Activity
The whole answer is the data below, retyped exactly.

═════ Given records

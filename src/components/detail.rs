use crossterm::event::Event;
use ratatui::Frame;
use ratatui::layout::Rect;
use ratatui::style::{Modifier, Style};
use ratatui::text::{Line, Span};

use crate::components::skills::level_gauge;
use crate::components::{Component, Outcome, RowList, markdown};
use crate::content::{Detail, Education, Experience, Repo, TechnicalSkill};
use crate::theme;

/// Body of a spawned detail window. The content is fixed at open time;
/// the panel only scrolls.
#[derive(Debug)]
pub struct DetailPanel {
    list: RowList,
}

impl DetailPanel {
    pub fn new(detail: &Detail) -> Self {
        let lines = match detail {
            Detail::Education(education) => education_lines(education),
            Detail::Experience(experience) => experience_lines(experience),
            Detail::TechnicalSkill(skill) => {
                skill_lines(&skill.name, Some(skill.level), &skill_sections(skill))
            }
            Detail::BehavioralSkill(skill) => skill_lines(
                &skill.name,
                None,
                &[
                    ("Définition", skill.definition.as_deref()),
                    ("Preuves", skill.evidence.as_deref()),
                    ("Auto-évaluation", skill.self_review.as_deref()),
                    ("Progression", skill.growth.as_deref()),
                ],
            ),
            Detail::Repository(repo) => repo_lines(repo),
        };
        let mut list = RowList::default();
        list.set_rows(lines.into_iter().map(|line| (line, None)).collect());
        Self { list }
    }
}

impl Component for DetailPanel {
    fn render(&mut self, frame: &mut Frame, area: Rect, _focused: bool) {
        self.list.render(frame, area);
    }

    fn handle_event(&mut self, event: &Event, area: Rect) -> Outcome {
        // rows carry no targets, so only scrolling comes back consumed
        self.list.handle_event(event, area)
    }
}

fn heading(text: &str) -> Line<'static> {
    Line::from(Span::styled(
        text.to_owned(),
        Style::default().fg(theme::heading()),
    ))
}

fn muted(text: String) -> Line<'static> {
    Line::from(Span::styled(text, Style::default().fg(theme::muted())))
}

fn body_lines(lines: &mut Vec<Line<'static>>, text: &str) {
    for line in text.lines() {
        lines.push(Line::raw(line.to_owned()));
    }
}

fn period(start: &str, end: Option<&str>) -> String {
    match end {
        Some(end) => format!("{start}–{end}"),
        None => format!("{start}–"),
    }
}

fn education_lines(education: &Education) -> Vec<Line<'static>> {
    let mut lines = Vec::new();
    lines.push(Line::from(Span::styled(
        education.degree.clone(),
        Style::default().add_modifier(Modifier::BOLD),
    )));
    let mut place = education.institution.clone();
    if let Some(note) = &education.institution_note {
        place.push_str(&format!(" ({note})"));
    }
    if let Some(city) = &education.city {
        place.push_str(&format!(" · {city}"));
    }
    lines.push(muted(place));
    lines.push(muted(period(&education.start, education.end.as_deref())));

    if let Some(description) = &education.description {
        lines.push(Line::raw(""));
        body_lines(&mut lines, description);
    }
    if let Some(technologies) = &education.technologies {
        lines.push(Line::raw(""));
        lines.push(heading("TECHNOLOGIES"));
        body_lines(&mut lines, technologies);
    }
    if let Some(courses) = &education.courses {
        lines.push(Line::raw(""));
        lines.push(heading("COURS"));
        body_lines(&mut lines, courses);
    }
    lines
}

fn experience_lines(experience: &Experience) -> Vec<Line<'static>> {
    let mut lines = Vec::new();
    lines.push(Line::from(Span::styled(
        experience.role.clone(),
        Style::default().add_modifier(Modifier::BOLD),
    )));
    let mut place = experience.company.clone();
    if let Some(city) = &experience.city {
        place.push_str(&format!(" · {city}"));
    }
    lines.push(muted(place));
    lines.push(muted(period(&experience.start, experience.end.as_deref())));

    if let Some(summary) = &experience.summary {
        lines.push(Line::raw(""));
        body_lines(&mut lines, summary);
    }
    if !experience.tasks.is_empty() {
        lines.push(Line::raw(""));
        lines.push(heading("MISSIONS"));
        for task in &experience.tasks {
            lines.push(Line::raw(format!("- {}", task.description)));
        }
    }
    lines
}

fn skill_sections(skill: &TechnicalSkill) -> [(&'static str, Option<&str>); 4] {
    [
        ("Définition", skill.definition.as_deref()),
        ("Preuves", skill.evidence.as_deref()),
        ("Auto-évaluation", skill.self_review.as_deref()),
        ("Progression", skill.growth.as_deref()),
    ]
}

fn skill_lines(
    name: &str,
    level: Option<u8>,
    sections: &[(&'static str, Option<&str>)],
) -> Vec<Line<'static>> {
    let mut lines = Vec::new();
    let mut title = vec![Span::styled(
        name.to_owned(),
        Style::default().add_modifier(Modifier::BOLD),
    )];
    if let Some(level) = level {
        title.push(Span::styled(
            format!("  {}", level_gauge(level)),
            Style::default().fg(theme::accent()),
        ));
    }
    lines.push(Line::from(title));

    for (label, body) in sections {
        if let Some(body) = body {
            lines.push(Line::raw(""));
            lines.push(heading(&label.to_uppercase()));
            body_lines(&mut lines, body);
        }
    }
    lines
}

fn repo_lines(repo: &Repo) -> Vec<Line<'static>> {
    let mut lines = Vec::new();
    let mut title = vec![Span::styled(
        repo.name.clone(),
        Style::default().add_modifier(Modifier::BOLD),
    )];
    if let Some(language) = &repo.language {
        title.push(Span::styled(
            format!("  {language}"),
            Style::default().fg(theme::muted()),
        ));
    }
    if repo.stargazers_count > 0 {
        title.push(Span::styled(
            format!("  ★{}", repo.stargazers_count),
            Style::default().fg(theme::accent()),
        ));
    }
    lines.push(Line::from(title));

    if let Some(description) = &repo.description {
        lines.push(Line::raw(description.clone()));
    }
    lines.push(Line::from(Span::styled(
        repo.html_url.clone(),
        Style::default().fg(theme::link()),
    )));
    if let Some(homepage) = &repo.homepage {
        lines.push(Line::from(Span::styled(
            homepage.clone(),
            Style::default().fg(theme::link()),
        )));
    }
    if !repo.topics.is_empty() {
        lines.push(muted(repo.topics.join(" · ")));
    }

    if let Some(readme) = &repo.readme {
        for (label, body) in readme.labeled() {
            lines.push(Line::raw(""));
            lines.push(heading(&label.to_uppercase()));
            lines.extend(markdown::markdown_text(body).lines);
        }
    }
    lines
}

#[cfg(test)]
mod tests {
    use super::*;
    use crate::content::demo;

    fn plain(lines: &[Line]) -> Vec<String> {
        lines
            .iter()
            .map(|line| {
                line.spans
                    .iter()
                    .map(|span| span.content.as_ref())
                    .collect::<String>()
            })
            .collect()
    }

    #[test]
    fn experience_detail_lists_every_task() {
        let experience = demo::experience().remove(0);
        let text = plain(&experience_lines(&experience));
        for task in &experience.tasks {
            assert!(text.iter().any(|line| line.contains(&task.description)));
        }
    }

    #[test]
    fn repository_detail_includes_parsed_readme_sections() {
        let repos = demo::repos();
        let featured = repos
            .iter()
            .find(|repo| repo.readme.is_some())
            .expect("demo data has a featured repo");
        let text = plain(&repo_lines(featured));
        assert!(text.iter().any(|line| line == "PRÉSENTATION"));
        assert!(text.iter().any(|line| line.contains(&featured.html_url)));
    }

    #[test]
    fn open_ended_period_keeps_trailing_dash() {
        assert_eq!(period("2023", None), "2023–");
        assert_eq!(period("2020", Some("2023")), "2020–2023");
    }
}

══════════

Exercise output
filename src/components/detail.rs
use crossterm::event::Event;
use ratatui::Frame;
use ratatui::layout::Rect;
use ratatui::style::{Modifier, Style};
use ratatui::text::{Line, Span};

use crate::components::skills::level_gauge;
use crate::components::{Component, Outcome, RowList, markdown};
use crate::content::{Detail, Education, Experience, Repo, TechnicalSkill};
use crate::theme;

/// Body of a spawned detail window. The content is fixed at open time;
/// the panel only scrolls.
#[derive(Debug)]
pub struct DetailPanel {
    list: RowList,
}

impl DetailPanel {
    pub fn new(detail: &Detail) -> Self {
        let lines = match detail {
            Detail::Education(education) => education_lines(education),
            Detail::Experience(experience) => experience_lines(experience),
            Detail::TechnicalSkill(skill) => {
                skill_lines(&skill.name, Some(skill.level), &skill_sections(skill))
            }
            Detail::BehavioralSkill(skill) => skill_lines(
                &skill.name,
                None,
                &[
                    ("Définition", skill.definition.as_deref()),
                    ("Preuves", skill.evidence.as_deref()),
                    ("Auto-évaluation", skill.self_review.as_deref()),
                    ("Progression", skill.growth.as_deref()),
                ],
            ),
            Detail::Repository(repo) => repo_lines(repo),
        };
        let mut list = RowList::default();
        list.set_rows(lines.into_iter().map(|line| (line, None)).collect());
        Self { list }
    }
}

impl Component for DetailPanel {
    fn render(&mut self, frame: &mut Frame, area: Rect, _focused: bool) {
        self.list.render(frame, area);
    }

    fn handle_event(&mut self, event: &Event, area: Rect) -> Outcome {
        // rows carry no targets, so only scrolling comes back consumed
        self.list.handle_event(event, area)
    }
}

fn heading(text: &str) -> Line<'static> {
    Line::from(Span::styled(
        text.to_owned(),
        Style::default().fg(theme::heading()),
    ))
}

fn muted(text: String) -> Line<'static> {
    Line::from(Span::styled(text, Style::default().fg(theme::muted())))
}

fn body_lines(lines: &mut Vec<Line<'static>>, text: &str) {
    for line in text.lines() {
        lines.push(Line::raw(line.to_owned()));
    }
}

fn period(start: &str, end: Option<&str>) -> String {
    match end {
        Some(end) => format!("{start}–{end}"),
        None => format!("{start}–"),
    }
}

fn education_lines(education: &Education) -> Vec<Line<'static>> {
    let mut lines = Vec::new();
    lines.push(Line::from(Span::styled(
        education.degree.clone(),
        Style::default().add_modifier(Modifier::BOLD),
    )));
    let mut place = education.institution.clone();
    if let Some(note) = &education.institution_note {
        place.push_str(&format!(" ({note})"));
    }
    if let Some(city) = &education.city {
        place.push_str(&format!(" · {city}"));
    }
    lines.push(muted(place));
    lines.push(muted(period(&education.start, education.end.as_deref())));

    if let Some(description) = &education.description {
        lines.push(Line::raw(""));
        body_lines(&mut lines, description);
    }
    if let Some(technologies) = &education.technologies {
        lines.push(Line::raw(""));
        lines.push(heading("TECHNOLOGIES"));
        body_lines(&mut lines, technologies);
    }
    if let Some(courses) = &education.courses {
        lines.push(Line::raw(""));
        lines.push(heading("COURS"));
        body_lines(&mut lines, courses);
    }
    lines
}

fn experience_lines(experience: &Experience) -> Vec<Line<'static>> {
    let mut lines = Vec::new();
    lines.push(Line::from(Span::styled(
        experience.role.clone(),
        Style::default().add_modifier(Modifier::BOLD),
    )));
    let mut place = experience.company.clone();
    if let Some(city) = &experience.city {
        place.push_str(&format!(" · {city}"));
    }
    lines.push(muted(place));
    lines.push(muted(period(&experience.start, experience.end.as_deref())));

    if let Some(summary) = &experience.summary {
        lines.push(Line::raw(""));
        body_lines(&mut lines, summary);
    }
    if !experience.tasks.is_empty() {
        lines.push(Line::raw(""));
        lines.push(heading("MISSIONS"));
        for task in &experience.tasks {
            lines.push(Line::raw(format!("- {}", task.description)));
        }
    }
    lines
}

fn skill_sections(skill: &TechnicalSkill) -> [(&'static str, Option<&str>); 4] {
    [
        ("Définition", skill.definition.as_deref()),
        ("Preuves", skill.evidence.as_deref()),
        ("Auto-évaluation", skill.self_review.as_deref()),
        ("Progression", skill.growth.as_deref()),
    ]
}

fn skill_lines(
    name: &str,
    level: Option<u8>,
    sections: &[(&'static str, Option<&str>)],
) -> Vec<Line<'static>> {
    let mut lines = Vec::new();
    let mut title = vec![Span::styled(
        name.to_owned(),
        Style::default().add_modifier(Modifier::BOLD),
    )];
    if let Some(level) = level {
        title.push(Span::styled(
            format!("  {}", level_gauge(level)),
            Style::default().fg(theme::accent()),
        ));
    }
    lines.push(Line::from(title));

    for (label, body) in sections {
        if let Some(body) = body {
            lines.push(Line::raw(""));
            lines.push(heading(&label.to_uppercase()));
            body_lines(&mut lines, body);
        }
    }
    lines
}

fn repo_lines(repo: &Repo) -> Vec<Line<'static>> {
    let mut lines = Vec::new();
    let mut title = vec![Span::styled(
        repo.name.clone(),
        Style::default().add_modifier(Modifier::BOLD),
    )];
    if let Some(language) = &repo.language {
        title.push(Span::styled(
            format!("  {language}"),
            Style::default().fg(theme::muted()),
        ));
    }
    if repo.stargazers_count > 0 {
        title.push(Span::styled(
            format!("  ★{}", repo.stargazers_count),
            Style::default().fg(theme::accent()),
        ));
    }
    lines.push(Line::from(title));

    if let Some(description) = &repo.description {
        lines.push(Line::raw(description.clone()));
    }
    lines.push(Line::from(Span::styled(
        repo.html_url.clone(),
        Style::default().fg(theme::link()),
    )));
    if let Some(homepage) = &repo.homepage {
        lines.push(Line::from(Span::styled(
            homepage.clone(),
            Style::default().fg(theme::link()),
        )));
    }
    if !repo.topics.is_empty() {
        lines.push(muted(repo.topics.join(" · ")));
    }

    if let Some(readme) = &repo.readme {
        for (label, body) in readme.labeled() {
            lines.push(Line::raw(""));
            lines.push(heading(&label.to_uppercase()));
            lines.extend(markdown::markdown_text(body).lines);
        }
    }
    lines
}

#[cfg(test)]
mod tests {
    use super::*;
    use crate::content::demo;

    fn plain(lines: &[Line]) -> Vec<String> {
        lines
            .iter()
            .map(|line| {
                line.spans
                    .iter()
                    .map(|span| span.content.as_ref())
                    .collect::<String>()
            })
            .collect()
    }

    #[test]
    fn experience_detail_lists_every_task() {
        let experience = demo::experience().remove(0);
        let text = plain(&experience_lines(&experience));
        for task in &experience.tasks {
            assert!(text.iter().any(|line| line.contains(&task.description)));
        }
    }

    #[test]
    fn repository_detail_includes_parsed_readme_sections() {
        let repos = demo::repos();
        let featured = repos
            .iter()
            .find(|repo| repo.readme.is_some())
            .expect("demo data has a featured repo");
        let text = plain(&repo_lines(featured));
        assert!(text.iter().any(|line| line == "PRÉSENTATION"));
        assert!(text.iter().any(|line| line.contains(&featured.html_url)));
    }

    #[test]
    fn open_ended_period_keeps_trailing_dash() {
        assert_eq!(period("2023", None), "2023–");
        assert_eq!(period("2020", Some("2023")), "2020–2023");
    }
}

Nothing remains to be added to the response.